A House Dividing: Economic Development in Pennsylvania and Virginia Before the Civil War. By John Majewski. (New York: Cambridge University Press, 2000. Pp. xvii, 214. Cloth, $50.00.)

John Majewski's interesting and well-argued book expands on his prize-winning dissertation, providing a compelling narrative of how a Northern and a Southern state diverged economically in the antebellum period. The book compares local economic institutions and developmental corporations in Cumberland County, Pennsylvania, and Albemarle County, Virginia, especially transportation networks and banks, as well as state-level economic development in the Old Dominion and the Keystone State.

Majewski finds that local economic institutions in early antebellum Virginia and Pennsylvania were similar in many ways. Banks and transportation projects were largely funded locally, and both Pennsylvanians and Virginians eschewed quick gains through stock dividends—which often were not forthcoming anyway—for a long-term strategy based on rising land values, market development, and a general notion of the common weal. He finds, however, that the coming of the railroad changed the situation. Local interests were unable to plan or find adequate funding for a well-integrated railroad system. In Pennsylvania, a group of Philadelphia financiers and entrepreneurs ensured that a coherent system was created through substantial capital investment and coordinated planning.

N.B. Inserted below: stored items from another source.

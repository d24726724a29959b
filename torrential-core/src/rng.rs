//! Seeded random number generation for reproducible simulations.

use rand::{RngCore, SeedableRng};
use rand_chacha::ChaCha8Rng;

/// Deterministic random number generator driving every stochastic
/// decision in the simulator.
///
/// Uses ChaCha8 for fast, high-quality pseudorandom numbers. The seed is
/// recorded so a run can be reproduced exactly.
#[derive(Debug, Clone)]
pub struct SimRng {
    rng: ChaCha8Rng,
    seed: u64,
}

impl SimRng {
    /// Creates a generator from an explicit seed.
    pub fn from_seed(seed: u64) -> Self {
        Self {
            rng: ChaCha8Rng::seed_from_u64(seed),
            seed,
        }
    }

    /// Creates a generator seeded from system entropy.
    pub fn from_entropy() -> Self {
        Self::from_seed(rand::random::<u64>())
    }

    /// Returns the seed this generator was built from.
    pub fn seed(&self) -> u64 {
        self.seed
    }

    /// Generates a random number in `[0, 1)`.
    pub fn random_f64(&mut self) -> f64 {
        // 53 bits of mantissa, the usual ldexp construction
        (self.rng.next_u64() >> 11) as f64 * (1.0 / (1u64 << 53) as f64)
    }

    /// Draws a Bernoulli trial with the given success probability.
    ///
    /// `probability >= 1.0` is a certainty and `<= 0.0` an impossibility,
    /// exactly.
    pub fn random_bool(&mut self, probability: f64) -> bool {
        if probability >= 1.0 {
            return true;
        }
        self.random_f64() < probability
    }

    /// Generates a random number in `[min, max)`.
    pub fn random_range(&mut self, min: u64, max: u64) -> u64 {
        if min >= max {
            return min;
        }
        min + (self.rng.next_u64() % (max - min))
    }

    /// Samples uniformly from the inclusive range `[min, max]`.
    pub fn sample_inclusive(&mut self, min: u32, max: u32) -> u32 {
        self.random_range(u64::from(min), u64::from(max) + 1) as u32
    }

    /// Shuffles a mutable slice in place.
    pub fn shuffle<T>(&mut self, slice: &mut [T]) {
        use rand::seq::SliceRandom;
        slice.shuffle(&mut self.rng);
    }
}
//! Torrential - discrete-time simulation of a BitTorrent-style swarm.
#![warn(missing_docs)]
#![warn(clippy::missing_errors_doc)]
//!
//! A fixed population of peers tries to acquire every chunk of a single
//! file by trading with one another over repeated ticks. The engine
//! models the emergent dynamics of rarest-first chunk selection,
//! tit-for-tat reciprocation, optimistic unchoking, and freerider
//! behaviour under configurable churn.
//!
//! # Example
//!
//! ```rust,no_run
//! use std::sync::Arc;
//! use torrential_core::{HumanSink, RateRange, Simulator, SwarmConfig};
//!
//! # fn main() -> torrential_core::Result<()> {
//! let config = SwarmConfig {
//!     peers: 50,
//!     chunks: 100,
//!     upload: RateRange { min: 8, max: 12 },
//!     seed: Some(12345),
//!     ..SwarmConfig::default()
//! };
//!
//! let mut sim = Simulator::new(config, Arc::new(HumanSink))?;
//! while !sim.all_done() {
//!     sim.tick();
//! }
//! println!("done after {} ticks", sim.tick_count());
//! # Ok(())
//! # }
//! ```
//!
//! # Architecture
//!
//! - **[`Pool`]**: a fixed-capacity slab owning every peer, with
//!   generation-checked handles and an address-sorted free list
//! - **[`Peer`]**: one swarm participant and its trading operations
//! - **[`Simulator`]**: the per-tick pipeline moving peers between the
//!   connected and disconnected pools and resolving offers under
//!   capacity constraints
//! - **[`EventSink`]**: where connects, transfers, and finishes are
//!   reported

pub mod config;
pub mod error;
pub mod events;
pub mod peer;
pub mod pool;
pub mod rng;
pub mod sim;
pub mod stats;

pub use config::{RateRange, SwarmConfig, SwarmPolicy};
pub use error::{Error, Result};
pub use events::{Event, EventSink, HumanSink, MachineSink, NullSink, RecordingSink};
pub use peer::{ConsideredOffer, Neighbor, Offer, Peer, PeerId, PeerRef, SourcedOffer, SwarmView};
pub use pool::{Handle, Pool};
pub use rng::SimRng;
pub use sim::{Simulator, UploadBudgets};
pub use stats::{StatsSink, SwarmReport};
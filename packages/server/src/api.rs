use actix_web::error::{ErrorInternalServerError, ErrorNotFound};
use actix_web::web::{self, Json};
use actix_web::{get, post, route, HttpRequest, HttpResponse, Result};
use log::info;
use serde::Deserialize;
use serde_json::{json, Value};
use tokio::task::spawn_local;

use pushbox_auth::TokenAuth;
use pushbox_files::handle_static_request;
use pushbox_ws::handler;

use crate::config::Config;
use crate::WS_SERVER_HANDLE;

#[route("/health", method = "GET")]
pub async fn health_endpoint() -> Result<Json<Value>> {
    info!("Healthy");
    Ok(Json(json!({"healthy": true})))
}

#[derive(Deserialize, Clone)]
#[serde(rename_all = "camelCase")]
pub struct ConnectRequest {
    token: Option<String>,
}

#[get("/ws")]
pub async fn websocket(
    req: HttpRequest,
    stream: web::Payload,
    query: web::Query<ConnectRequest>,
    auth: web::Data<TokenAuth>,
    config: web::Data<Config>,
) -> Result<HttpResponse, actix_web::Error> {
    // The token rides the upgrade URI; query extraction has already
    // URL-decoded it. Verification failure means no upgrade at all.
    let token = query.token.as_deref().unwrap_or_default();
    let claims = match auth.verify_token(token) {
        Ok(claims) => claims,
        Err(err) => {
            info!("Rejected websocket connection: {err}");
            return Ok(HttpResponse::Unauthorized()
                .json(json!({"error": format!("Unauthorized: {err}")})));
        }
    };

    log::debug!("Authenticated websocket client {}", claims.sub);

    let ws_server = WS_SERVER_HANDLE.read().await.as_ref().unwrap().clone();
    let (res, session, msg_stream) = actix_ws::handle(&req, stream)?;

    // spawn websocket handler (and don't await it) so that the response is returned immediately
    spawn_local(handler::session_ws(
        ws_server,
        session,
        msg_stream,
        config.ws_queue_capacity,
    ));

    Ok(res)
}

#[derive(Deserialize, Clone)]
#[serde(rename_all = "camelCase")]
pub struct TokenRequest {
    sub: Option<String>,
}

#[get("/api/token")]
pub async fn token_endpoint(
    query: web::Query<TokenRequest>,
    auth: web::Data<TokenAuth>,
) -> Result<Json<Value>> {
    let sub = query.sub.as_deref().unwrap_or("anonymous");
    let token = auth.create_token(sub).map_err(ErrorInternalServerError)?;

    Ok(Json(json!({"token": token})))
}

#[derive(Deserialize, Clone)]
#[serde(rename_all = "camelCase")]
pub struct PermissionRequest {
    connection_id: String,
    groups: Vec<String>,
}

#[post("/api/permissions/join/grant")]
pub async fn grant_join_permission_endpoint(
    body: Json<PermissionRequest>,
) -> Result<Json<Value>> {
    let ws_server = WS_SERVER_HANDLE.read().await.as_ref().unwrap().clone();

    ws_server
        .grant_join_permission(body.connection_id.clone(), body.groups.clone())
        .await
        .map_err(|err| ErrorNotFound(err.to_string()))?;

    Ok(Json(json!({"granted": true})))
}

#[post("/api/permissions/join/revoke")]
pub async fn revoke_join_permission_endpoint(
    body: Json<PermissionRequest>,
) -> Result<Json<Value>> {
    let ws_server = WS_SERVER_HANDLE.read().await.as_ref().unwrap().clone();

    ws_server.revoke_join_permission(body.connection_id.clone(), body.groups.clone());

    Ok(Json(json!({"revoked": true})))
}

#[post("/api/permissions/send/grant")]
pub async fn grant_send_permission_endpoint(
    body: Json<PermissionRequest>,
) -> Result<Json<Value>> {
    let ws_server = WS_SERVER_HANDLE.read().await.as_ref().unwrap().clone();

    ws_server
        .grant_send_permission(body.connection_id.clone(), body.groups.clone())
        .await
        .map_err(|err| ErrorNotFound(err.to_string()))?;

    Ok(Json(json!({"granted": true})))
}

#[post("/api/permissions/send/revoke")]
pub async fn revoke_send_permission_endpoint(
    body: Json<PermissionRequest>,
) -> Result<Json<Value>> {
    let ws_server = WS_SERVER_HANDLE.read().await.as_ref().unwrap().clone();

    ws_server.revoke_send_permission(body.connection_id.clone(), body.groups.clone());

    Ok(Json(json!({"revoked": true})))
}

/// Fallback for everything that is not an API route or websocket upgrade:
/// serve files from the document root.
pub async fn static_endpoint(req: HttpRequest, config: web::Data<Config>) -> HttpResponse {
    handle_static_request(&config.doc_root, &req).await
}
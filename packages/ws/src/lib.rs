#![cfg_attr(feature = "fail-on-warnings", deny(warnings))]

pub mod handler;
pub mod models;
pub mod server;

/// Connection ID.
pub type ConnId = String;

/// Group name.
pub type GroupId = String;

/// Message sent to a connection.
pub type Msg = String;
#![cfg_attr(feature = "fail-on-warnings", deny(warnings))]

mod api;
mod config;
mod tls;

use std::sync::LazyLock;

use actix_cors::Cors;
use actix_web::{http, middleware, web, App};
use pushbox_auth::TokenAuth;
use pushbox_ws::server::{WsServer, WsServerHandle};
use tokio::try_join;

use crate::config::Config;

static WS_SERVER_HANDLE: LazyLock<tokio::sync::RwLock<Option<WsServerHandle>>> =
    LazyLock::new(|| tokio::sync::RwLock::new(None));

#[actix_web::main]
async fn main() -> Result<(), std::io::Error> {
    env_logger::init();

    let config = Config::load();
    log::debug!(
        "Serving {} on {}:{}",
        config.doc_root.display(),
        config.bind_addr,
        config.port
    );

    let token_auth = TokenAuth::new(
        &config.jwt_secret,
        config.jwt_issuer.clone(),
        config.jwt_audience.clone(),
        config.token_expiry_secs,
    );

    let (ws_server, ws_server_handle) = WsServer::new();
    let ws_server = tokio::task::spawn(ws_server.run());

    WS_SERVER_HANDLE.write().await.replace(ws_server_handle);

    let bind_addr = config.bind_addr.clone();
    let port = config.port;

    let app = {
        let config = config.clone();
        move || {
            let cors = Cors::default()
                .allow_any_origin()
                .allowed_methods(vec!["GET", "POST"])
                .allowed_headers(vec![http::header::AUTHORIZATION, http::header::ACCEPT])
                .allowed_header(http::header::CONTENT_TYPE)
                .max_age(3600);

            App::new()
                .wrap(cors)
                .wrap(middleware::Compress::default())
                .app_data(web::Data::new(config.clone()))
                .app_data(web::Data::new(token_auth.clone()))
                .service(api::health_endpoint)
                .service(api::websocket)
                .service(api::token_endpoint)
                .service(api::grant_join_permission_endpoint)
                .service(api::revoke_join_permission_endpoint)
                .service(api::grant_send_permission_endpoint)
                .service(api::revoke_send_permission_endpoint)
                .default_service(web::to(api::static_endpoint))
        }
    };

    let builder = tls::ssl_acceptor(&config.tls_dir)?;

    let http_server = actix_web::HttpServer::new(app)
        .bind_openssl((bind_addr.clone(), port), builder)?
        .run();

    log::info!("PushBox Server started on {bind_addr}:{port}");

    if let Err(err) = try_join!(
        async move {
            let resp = http_server.await;

            log::debug!("Shutting down ws server...");
            WS_SERVER_HANDLE.write().await.take();

            resp
        },
        async move {
            let resp = ws_server.await.expect("Failed to shut down ws server");
            log::debug!("WsServer connection closed");
            resp
        },
    ) {
        log::error!("Error on shutdown: {err:?}");
        return Err(err);
    }

    log::debug!("Server shut down");

    Ok(())
}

In contrast, Virginia continued to rely heavily on local interests for such projects and a unified urban elite did not step forward to provide the necessary capital, centralized control, and political will to create and fund a master vision.

Ultimately, the author believes that the Virginia and Pennsylvania economies diverged because of Virginia's "failure to develop a large commercial city" from which the leadership and capital for projects could be drawn (3). He buttresses his argument with explicit comparisons of Philadelphia and Richmond, the two state's largest cities. Virginia's failure to develop a dominant city was caused by a series of factors, including a poorly integrated transportation system, the lack of a diverse and developed manufacturing base, and intracity and intraregional rivalries. According to Majewski, slavery played a significant role in Virginia's stunted development. He focuses on the lack of a local market periphery upon which Richmond entrepreneurs could have built a solid and diverse manufacturing base. Interestingly, he does not see the presence of slavery as a direct deterrent to industrialization, noting Richmond's flourishing tobacco factories that hired and owned thousands of enslaved workers. It was Virginia's thinly settled hinterland with its considerable slave population that failed to spark demand for consumer goods and thus create indigenous and varied industries.

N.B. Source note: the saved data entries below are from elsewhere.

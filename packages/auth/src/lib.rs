#![cfg_attr(feature = "fail-on-warnings", deny(warnings))]

//! Bearer token authentication for PushBox.
//!
//! Tokens are standard three-segment signed tokens (HS256 over a shared
//! secret). Verification is an explicit result value: the caller consumes
//! [`TokenAuth::verify_token`] and decides what to do with a failure; nothing
//! here unwinds.

use chrono::{Duration, Utc};
use jsonwebtoken::{decode, encode, DecodingKey, EncodingKey, Header, TokenData, Validation};
use serde::{Deserialize, Serialize};
use thiserror::Error;

/// Claims carried by a PushBox bearer token.
#[derive(Debug, Clone, Serialize, Deserialize)]
pub struct Claims {
    /// Subject (client identity)
    pub sub: String,
    /// Issuer
    pub iss: String,
    /// Audience
    pub aud: String,
    /// Expiration time (Unix timestamp)
    pub exp: i64,
    /// Issued at (Unix timestamp)
    pub iat: i64,
}

#[derive(Debug, Error)]
pub enum AuthError {
    #[error("Token is expired")]
    Expired,
    #[error("Invalid token signature")]
    InvalidSignature,
    #[error("Invalid token issuer")]
    InvalidIssuer,
    #[error("Invalid token audience")]
    InvalidAudience,
    #[error("Invalid token: {0}")]
    Invalid(String),
    #[error("Failed to encode token: {0}")]
    Encode(jsonwebtoken::errors::Error),
}

/// Mints and verifies bearer tokens against a fixed issuer, audience, and
/// shared secret.
#[derive(Clone)]
pub struct TokenAuth {
    encoding_key: EncodingKey,
    decoding_key: DecodingKey,
    issuer: String,
    audience: String,
    expiry_secs: i64,
}

impl std::fmt::Debug for TokenAuth {
    fn fmt(&self, f: &mut std::fmt::Formatter<'_>) -> std::fmt::Result {
        f.debug_struct("TokenAuth")
            .field("issuer", &self.issuer)
            .field("audience", &self.audience)
            .field("expiry_secs", &self.expiry_secs)
            .finish_non_exhaustive()
    }
}

impl TokenAuth {
    #[must_use]
    pub fn new(
        secret: &str,
        issuer: impl Into<String>,
        audience: impl Into<String>,
        expiry_secs: i64,
    ) -> Self {
        Self {
            encoding_key: EncodingKey::from_secret(secret.as_bytes()),
            decoding_key: DecodingKey::from_secret(secret.as_bytes()),
            issuer: issuer.into(),
            audience: audience.into(),
            expiry_secs,
        }
    }

    /// Mint a new signed token for `sub`.
    ///
    /// # Errors
    ///
    /// * If token encoding fails
    pub fn create_token(&self, sub: &str) -> Result<String, AuthError> {
        let now = Utc::now();
        let exp = now + Duration::seconds(self.expiry_secs);

        let claims = Claims {
            sub: sub.to_string(),
            iss: self.issuer.clone(),
            aud: self.audience.clone(),
            exp: exp.timestamp(),
            iat: now.timestamp(),
        };

        encode(&Header::default(), &claims, &self.encoding_key).map_err(AuthError::Encode)
    }

    /// Verify a token's signature, issuer, audience, and validity window,
    /// returning its claims.
    ///
    /// # Errors
    ///
    /// * If the token is malformed, tampered with, from the wrong issuer or
    ///   audience, or outside its validity window
    pub fn verify_token(&self, token: &str) -> Result<Claims, AuthError> {
        let mut validation = Validation::default();
        validation.set_issuer(&[&self.issuer]);
        validation.set_audience(&[&self.audience]);

        let token_data: TokenData<Claims> =
            decode(token, &self.decoding_key, &validation).map_err(|err| {
                use jsonwebtoken::errors::ErrorKind;

                match err.kind() {
                    ErrorKind::ExpiredSignature => AuthError::Expired,
                    ErrorKind::InvalidSignature => AuthError::InvalidSignature,
                    ErrorKind::InvalidIssuer => AuthError::InvalidIssuer,
                    ErrorKind::InvalidAudience => AuthError::InvalidAudience,
                    _ => AuthError::Invalid(err.to_string()),
                }
            })?;

        Ok(token_data.claims)
    }
}

#[cfg(test)]
mod tests {
    use pretty_assertions::assert_eq;

    use super::*;

    fn auth() -> TokenAuth {
        TokenAuth::new("secret", "auth0", "aud0", 3600)
    }

    #[test]
    fn valid_token_verifies_within_its_window() {
        let auth = auth();

        let token = auth.create_token("client123").unwrap();
        let claims = auth.verify_token(&token).unwrap();

        assert_eq!(claims.sub, "client123");
        assert_eq!(claims.iss, "auth0");
        assert_eq!(claims.aud, "aud0");
        assert_eq!(claims.exp - claims.iat, 3600);
    }

    #[test]
    fn tampered_signature_is_rejected() {
        let auth = auth();

        let token = auth.create_token("client123").unwrap();
        let (message, _signature) = token.rsplit_once('.').unwrap();
        let tampered = format!("{message}.AAAAAAAAAAAAAAAAAAAAAAAAAAAAAAAAAAAAAAAAAAA");

        assert!(matches!(
            auth.verify_token(&tampered),
            Err(AuthError::InvalidSignature)
        ));
    }

    #[test]
    fn wrong_issuer_is_rejected() {
        let other = TokenAuth::new("secret", "intruder", "aud0", 3600);

        let token = other.create_token("client123").unwrap();

        assert!(matches!(
            auth().verify_token(&token),
            Err(AuthError::InvalidIssuer)
        ));
    }

    #[test]
    fn wrong_audience_is_rejected() {
        let other = TokenAuth::new("secret", "auth0", "elsewhere", 3600);

        let token = other.create_token("client123").unwrap();

        assert!(matches!(
            auth().verify_token(&token),
            Err(AuthError::InvalidAudience)
        ));
    }

    #[test]
    fn expired_token_is_rejected() {
        // minted already two hours past expiry, beyond any leeway
        let stale = TokenAuth::new("secret", "auth0", "aud0", -7200);

        let token = stale.create_token("client123").unwrap();

        assert!(matches!(
            auth().verify_token(&token),
            Err(AuthError::Expired)
        ));
    }

    #[test]
    fn wrong_secret_is_rejected() {
        let other = TokenAuth::new("not-the-secret", "auth0", "aud0", 3600);

        let token = other.create_token("client123").unwrap();

        assert!(matches!(
            auth().verify_token(&token),
            Err(AuthError::InvalidSignature)
        ));
    }

    #[test]
    fn garbage_is_rejected() {
        assert!(matches!(
            auth().verify_token("not-a-token"),
            Err(AuthError::Invalid(_))
        ));
    }
}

Majewski thankfully discards tired dichotomies of "capitalist" and "anti-capitalist" when characterizing the two states' economies, and he likewise eschews the "Market Revolution" model used by many recent studies. Instead, he sidesteps such theoretical models and looks at the actual economic realities of his Pennsylvania [End Page 270] and Virginia examples. He uses the term "economic development" in his subtitle, but it is through "market development" that he truly measures the differences between Virginia and Pennsylvania.

Majewski carefully considers several possible challenges to his study. He addresses the problem of comparing two states (and, in particular, two cities) whose economies appear to have diverged much earlier than the late antebellum period. Also, he recognizes that there were many different models of urban development in antebellum America. One might argue, for instance, that Lowell makes a more interesting parallel to Richmond than Philadelphia. Lowell and Richmond were very similar in the size of their populations (twenty-sixth and twenty-fifth respectively among American cities in 1860), and both had a very focused and strong manufacturing sector (tenth and thirteenth in value of product in 1860). Neither city was dependent on a local hinterland to sell their manufacturing output. One imagines, however, that Majewski would rightly point out that Lowell could afford such specialization because of the presence of Boston, while Richmond served as the closest thing...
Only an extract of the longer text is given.